The fact the Browns have dropped their last four games – and three more before that for a seven-game losing streak – isn't really a shock in this nightmarish season to end all nightmarish seasons.
But the fact the defending Super Bowl champion Pittsburgh Steelers have lost four straight, is not only just shocking, but knock-you-out-of-your-chair shocking. It would be hard to find a more shocking story in the NFL this year, in fact.
So while the 1-11 Browns try to salvage what's left of their season, the 6-6 Steelers will be trying to salvage their season – period – when the two teams meet on Thursday Night Football at Cleveland Browns Stadium.
Two games after defeating the Browns in Pittsburgh 27-14 back on Oct. 18, the Steelers went to Denver and scored an impressive 28-10 victory over the Broncos on Monday Night Football to raise their record to 6-2. After a poor start in which they were 1-2, the Steelers had won five in a row and looked to be on track to competing for another Super Bowl title. It seemed as sure of a bet as someone bringing a Terrible Towel to the next game at Heinz Field.
What happened from that point was terrible, but not in conjunction with a towel – unless, of course, it's a crying towel. The Steelers have lost four straight by a combined total of 15 points, falling 18-12 to Cincinnati at home to drop the season series to the AFC North rival Bengals, 27-24 in overtime to the woeful Kansas City Chiefs, 20-17 in OT at Baltimore to fall behind the Ravens in the playoff chase, and then 27-24 to the abysmal Oakland Raiders – at Heinz Field, no less – last Sunday.
Of those four losses, including the last three by three points each, the hardest to swallow was the one to the dysfunctional, 4-8 Raiders. The Steelers had three leads in the fourth quarter but couldn't close the deal against Bruce Gradkowski and Co. Yes, that would be the same Bruce Gradkowski, a University of Toledo product, who passed for 18 yards with two interceptions for a 1.0 quarterback rating for the Browns in a 31-0 loss to Steelers at Heinz Field in the 2008 season finale.
In Sunday's game, he looked like Daryle Lamonica, Ken Stabler and Jim Plunkett all rolled into one, completing 20-of-33 attempts for 308 yards and three touchdowns, including the game-winner on a 11-yarder to a wide receiver by the name of Louis Murphy with just nine seconds left, completing a 10-play, 88-yard drive in 1:47.
But Gradkowski's performance against the Steelers is really not surprising in another respect in that everyone has been passing on this team. Baltimore's Joe Flacco completed 23-of-35 for 289 yards and one TD. The Chiefs' Matt Cassel hit on 15-of-30 for 248 yards and two scores. The Bengals' Carson Palmer was an efficient 18-of-30 for 178 yards.

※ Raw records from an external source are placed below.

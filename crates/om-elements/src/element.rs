//! Beamline element: kind, geometry, aperture and alignment.

use crate::error::{ElementError, ElementResult};
use crate::kick::track_body;
use crate::kind::{Alignment, ApertureShape, ElementKind};
use crate::linear::{body_matrix, reference_energy_gain_mev};
use crate::reference::ReferenceParticle;
use om_core::units::{Length, m};
use om_linalg::{PhaseVector, RMatrix, rotation};

/// Relative tolerance when comparing a sub-length to the full length.
const LENGTH_EPS: f64 = 1e-12;

/// One element of a beamline.
#[derive(Clone, Debug, PartialEq)]
pub struct Element {
    pub name: String,
    pub length: Length,
    pub kind: ElementKind,
    /// Physical aperture. Tracking checks it at the entrance of elements
    /// with length and at the exit of every element.
    pub aperture: Option<ApertureShape>,
    pub alignment: Alignment,
}

impl Element {
    pub fn new(name: impl Into<String>, length: Length, kind: ElementKind) -> Self {
        Self {
            name: name.into(),
            length,
            kind,
            aperture: None,
            alignment: Alignment::default(),
        }
    }

    pub fn drift(name: impl Into<String>, length: Length) -> Self {
        Self::new(name, length, ElementKind::Drift)
    }

    /// Sector bend with field `field_t` and no pole face rotation.
    pub fn bend(name: impl Into<String>, length: Length, field_t: f64) -> Self {
        Self::new(
            name,
            length,
            ElementKind::Bend {
                field_t,
                gradient_t_per_m: 0.0,
                edge_in_rad: 0.0,
                edge_out_rad: 0.0,
            },
        )
    }

    pub fn quadrupole(name: impl Into<String>, length: Length, gradient_t_per_m: f64) -> Self {
        Self::new(name, length, ElementKind::Quadrupole { gradient_t_per_m })
    }

    pub fn sextupole(name: impl Into<String>, length: Length, b2_t_per_m2: f64) -> Self {
        Self::new(name, length, ElementKind::Sextupole { b2_t_per_m2 })
    }

    pub fn multipole(name: impl Into<String>, field_integrals: Vec<f64>) -> Self {
        Self::new(name, m(0.0), ElementKind::Multipole { field_integrals })
    }

    /// Thin quadrupole with integrated gradient `gl_t` (T).
    pub fn thin_quadrupole(name: impl Into<String>, gl_t: f64) -> Self {
        Self::multipole(name, vec![0.0, gl_t])
    }

    pub fn solenoid(name: impl Into<String>, length: Length, field_t: f64) -> Self {
        Self::new(name, length, ElementKind::Solenoid { field_t })
    }

    pub fn cavity(
        name: impl Into<String>,
        length: Length,
        voltage_mv: f64,
        phase_rad: f64,
        frequency_hz: f64,
    ) -> Self {
        Self::new(
            name,
            length,
            ElementKind::Cavity {
                voltage_mv,
                phase_rad,
                frequency_hz,
            },
        )
    }

    pub fn corrector(name: impl Into<String>, length: Length, hkick_tm: f64, vkick_tm: f64) -> Self {
        Self::new(name, length, ElementKind::Corrector { hkick_tm, vkick_tm })
    }

    pub fn collimator(name: impl Into<String>, shape: ApertureShape) -> Self {
        Self::new(name, m(0.0), ElementKind::Aperture { shape })
    }

    pub fn wakefield(
        name: impl Into<String>,
        loss_factor_v_per_pc: f64,
        slope_v_per_pc_m: f64,
        bunch_charge_pc: f64,
    ) -> Self {
        Self::new(
            name,
            m(0.0),
            ElementKind::Wakefield {
                loss_factor_v_per_pc,
                slope_v_per_pc_m,
                bunch_charge_pc,
            },
        )
    }

    pub fn scatterer(name: impl Into<String>, thickness_m: f64, radiation_length_m: f64) -> Self {
        Self::new(
            name,
            m(0.0),
            ElementKind::Scatterer {
                thickness_m,
                radiation_length_m,
            },
        )
    }

    pub fn instrument(name: impl Into<String>) -> Self {
        Self::new(name, m(0.0), ElementKind::Instrument)
    }

    pub fn with_aperture(mut self, shape: ApertureShape) -> Self {
        self.aperture = Some(shape);
        self
    }

    pub fn with_alignment(mut self, alignment: Alignment) -> Self {
        self.alignment = alignment;
        self
    }

    /// Pole face rotations of a bend; no effect on other kinds.
    pub fn with_edges(mut self, edge_in: f64, edge_out: f64) -> Self {
        if let ElementKind::Bend {
            edge_in_rad,
            edge_out_rad,
            ..
        } = &mut self.kind
        {
            *edge_in_rad = edge_in;
            *edge_out_rad = edge_out;
        }
        self
    }

    pub fn length_m(&self) -> f64 {
        self.length.value
    }

    fn invalid(&self, what: &'static str) -> ElementError {
        ElementError::InvalidParameter {
            element: self.name.clone(),
            what,
        }
    }

    /// Check the element invariants.
    pub fn validate(&self) -> ElementResult<()> {
        let len = self.length_m();
        if !(len.is_finite() && len >= 0.0) {
            return Err(self.invalid("length must be finite and non-negative"));
        }
        if self.kind.parameters().iter().any(|v| !v.is_finite()) {
            return Err(self.invalid("strengths must be finite"));
        }
        if self.kind.is_thin_only() && len != 0.0 {
            return Err(self.invalid("thin element must have zero length"));
        }
        if !self.alignment.dx.is_finite()
            || !self.alignment.dy.is_finite()
            || !self.alignment.tilt.is_finite()
        {
            return Err(self.invalid("alignment must be finite"));
        }
        if let Some(shape) = &self.aperture
            && !shape.is_valid()
        {
            return Err(self.invalid("aperture half-widths must be positive"));
        }
        match &self.kind {
            ElementKind::Aperture { shape } if !shape.is_valid() => {
                Err(self.invalid("aperture half-widths must be positive"))
            }
            ElementKind::Scatterer {
                thickness_m,
                radiation_length_m,
            } if *thickness_m < 0.0 || *radiation_length_m <= 0.0 => Err(self.invalid(
                "scatterer needs non-negative thickness and positive radiation length",
            )),
            ElementKind::Cavity {
                voltage_mv,
                frequency_hz,
                ..
            } if *voltage_mv != 0.0 && *frequency_hz <= 0.0 => {
                Err(self.invalid("cavity frequency must be positive"))
            }
            _ => Ok(()),
        }
    }

    /// Reference particle at the element exit.
    pub fn reference_after(&self, reference: &ReferenceParticle) -> ElementResult<ReferenceParticle> {
        let gain = reference_energy_gain_mev(&self.kind, reference);
        if gain == 0.0 {
            return Ok(*reference);
        }
        reference.with_kinetic(reference.kinetic_mev() + gain)
    }

    /// Linear map over the full element.
    pub fn transfer_matrix(&self, reference: &ReferenceParticle) -> ElementResult<RMatrix> {
        let body = body_matrix(&self.kind, self.length_m(), reference, true, true)?;
        Ok(self.apply_tilt(body))
    }

    /// Linear map from the entrance to `sub_length` into the element.
    pub fn transfer_matrix_for_length(
        &self,
        sub_length: f64,
        reference: &ReferenceParticle,
    ) -> ElementResult<RMatrix> {
        let len = self.length_m();
        if !(sub_length.is_finite() && sub_length >= 0.0 && sub_length <= len * (1.0 + LENGTH_EPS))
        {
            return Err(self.invalid("sub-length outside the element"));
        }
        if len == 0.0 {
            return self.transfer_matrix(reference);
        }
        self.portion(0.0, sub_length / len).transfer_matrix(reference)
    }

    /// Track one particle through the element, including misalignments.
    pub fn track(&self, coords: &mut PhaseVector, reference: &ReferenceParticle) -> ElementResult<()> {
        let a = self.alignment;
        if a.is_ideal() {
            return track_body(&self.kind, self.length_m(), reference, coords);
        }
        coords[0] -= a.dx;
        coords[2] -= a.dy;
        if a.tilt != 0.0 {
            *coords = rotation(a.tilt) * *coords;
        }
        track_body(&self.kind, self.length_m(), reference, coords)?;
        if a.tilt != 0.0 {
            *coords = rotation(-a.tilt) * *coords;
        }
        coords[0] += a.dx;
        coords[2] += a.dy;
        Ok(())
    }

    /// True when the particle is inside every aperture of the element.
    ///
    /// Coordinates are in the lab frame; offsets and tilt are removed first.
    pub fn within_aperture(&self, coords: &PhaseVector) -> bool {
        let shapes = [
            self.aperture,
            match self.kind {
                ElementKind::Aperture { shape } => Some(shape),
                _ => None,
            },
        ];
        if shapes.iter().all(Option::is_none) {
            return coords[0].is_finite() && coords[2].is_finite();
        }
        let a = self.alignment;
        let (x, y) = (coords[0] - a.dx, coords[2] - a.dy);
        let (s, c) = a.tilt.sin_cos();
        let (xe, ye) = (c * x + s * y, -s * x + c * y);
        shapes.iter().flatten().all(|shape| shape.contains(xe, ye))
    }

    /// True when the element needs the nonlinear tracking map.
    pub fn is_nonlinear(&self) -> bool {
        match &self.kind {
            ElementKind::Sextupole { b2_t_per_m2 } => *b2_t_per_m2 != 0.0,
            ElementKind::Multipole { field_integrals } => {
                field_integrals.iter().skip(2).any(|b| *b != 0.0)
            }
            _ => false,
        }
    }

    /// True when the element displaces the closed orbit from the axis.
    pub fn perturbs_orbit(&self) -> bool {
        if self.alignment.has_offset() {
            return true;
        }
        match &self.kind {
            ElementKind::Corrector { hkick_tm, vkick_tm } => *hkick_tm != 0.0 || *vkick_tm != 0.0,
            ElementKind::Multipole { field_integrals } => {
                field_integrals.first().is_some_and(|b0| *b0 != 0.0)
            }
            _ => false,
        }
    }

    /// Highland rms scattering angle (rad); zero for non-scatterers.
    pub fn scattering_angle(&self, reference: &ReferenceParticle) -> f64 {
        let ElementKind::Scatterer {
            thickness_m,
            radiation_length_m,
        } = self.kind
        else {
            return 0.0;
        };
        if thickness_m <= 0.0 {
            return 0.0;
        }
        let t = thickness_m / radiation_length_m;
        let log_term = (1.0 + 0.038 * t.ln()).max(0.0);
        13.6 / (reference.beta() * reference.momentum_mev()) * reference.charge().abs()
            * t.sqrt()
            * log_term
    }

    /// Slice a thick element into `n` equal pieces.
    ///
    /// Thin elements, and `n <= 1`, return a single copy.
    pub fn split(&self, n: usize) -> Vec<Element> {
        if n <= 1 || self.length_m() == 0.0 {
            return vec![self.clone()];
        }
        let step = 1.0 / n as f64;
        (0..n)
            .map(|i| {
                let end = if i + 1 == n { 1.0 } else { (i + 1) as f64 * step };
                self.portion(i as f64 * step, end)
            })
            .collect()
    }

    /// The part of the element between fractional positions `start` and `end`.
    fn portion(&self, start: f64, end: f64) -> Element {
        let frac = end - start;
        let kind = match &self.kind {
            ElementKind::Bend {
                field_t,
                gradient_t_per_m,
                edge_in_rad,
                edge_out_rad,
            } => ElementKind::Bend {
                field_t: *field_t,
                gradient_t_per_m: *gradient_t_per_m,
                edge_in_rad: if start == 0.0 { *edge_in_rad } else { 0.0 },
                edge_out_rad: if (end - 1.0).abs() <= LENGTH_EPS {
                    *edge_out_rad
                } else {
                    0.0
                },
            },
            ElementKind::Cavity {
                voltage_mv,
                phase_rad,
                frequency_hz,
            } => ElementKind::Cavity {
                voltage_mv: voltage_mv * frac,
                phase_rad: *phase_rad,
                frequency_hz: *frequency_hz,
            },
            ElementKind::Corrector { hkick_tm, vkick_tm } => ElementKind::Corrector {
                hkick_tm: hkick_tm * frac,
                vkick_tm: vkick_tm * frac,
            },
            other => other.clone(),
        };
        Element {
            name: self.name.clone(),
            length: self.length * frac,
            kind,
            aperture: self.aperture,
            alignment: self.alignment,
        }
    }

    fn apply_tilt(&self, body: RMatrix) -> RMatrix {
        let tilt = self.alignment.tilt;
        if tilt == 0.0 {
            body
        } else {
            rotation(-tilt) * body * rotation(tilt)
        }
    }
}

The Steelers also gave up kickoff returns for TDs against the Bengals and Chiefs, the third and fourth such scores Pittsburgh had allowed in a five games. The streak began with the Browns' Joshua Cribbs racing 98 yards for a TD late in the second quarter of the teams' first meeting.
Now at .500, the Steelers are in real danger of missing the playoffs and not even having a chance of defending their Super Bowl crown.
That fact is not lost on no-nonsense, tell-it-like-it-is Pittsburgh head coach Mike Tomlin.
"We're not playing well enough to play winning football," the third-year mentor said in a conference call with the Cleveland media on Tuesday. "We're going through a pattern of behavior that's not conducive to winning. We need to acknowledge that and change that pattern of behavior.
"Good teams find ways to win. Bad teams don't."
And right now, the proud Steelers are a bad team – or at least a good team that's playing badly.
Yes, the Steelers have missed all-world safety Troy Polamalu, who has battled a knee injury all year. But Tomlin refuses to use it as an excuse.
"Troy has a unique skill set, but in terms of a standard of excellence for playing winning football, it shouldn't change what we do," Tomlin said. "We have guys who are capable of stepping in, and I truly believe we will respond, that we will fight our way out of this."
But time is running out. The Steelers can't afford to stub their toe against the Browns.
Admitted Tomlin, "We're in desperate need of a win."
A month ago, as the Steelers were returning home triumphantly from Denver with a 6-2 record and riding a five-game losing streak, who would have ever thought the Steelers coach would be saying that, or that his team would be in that predicament?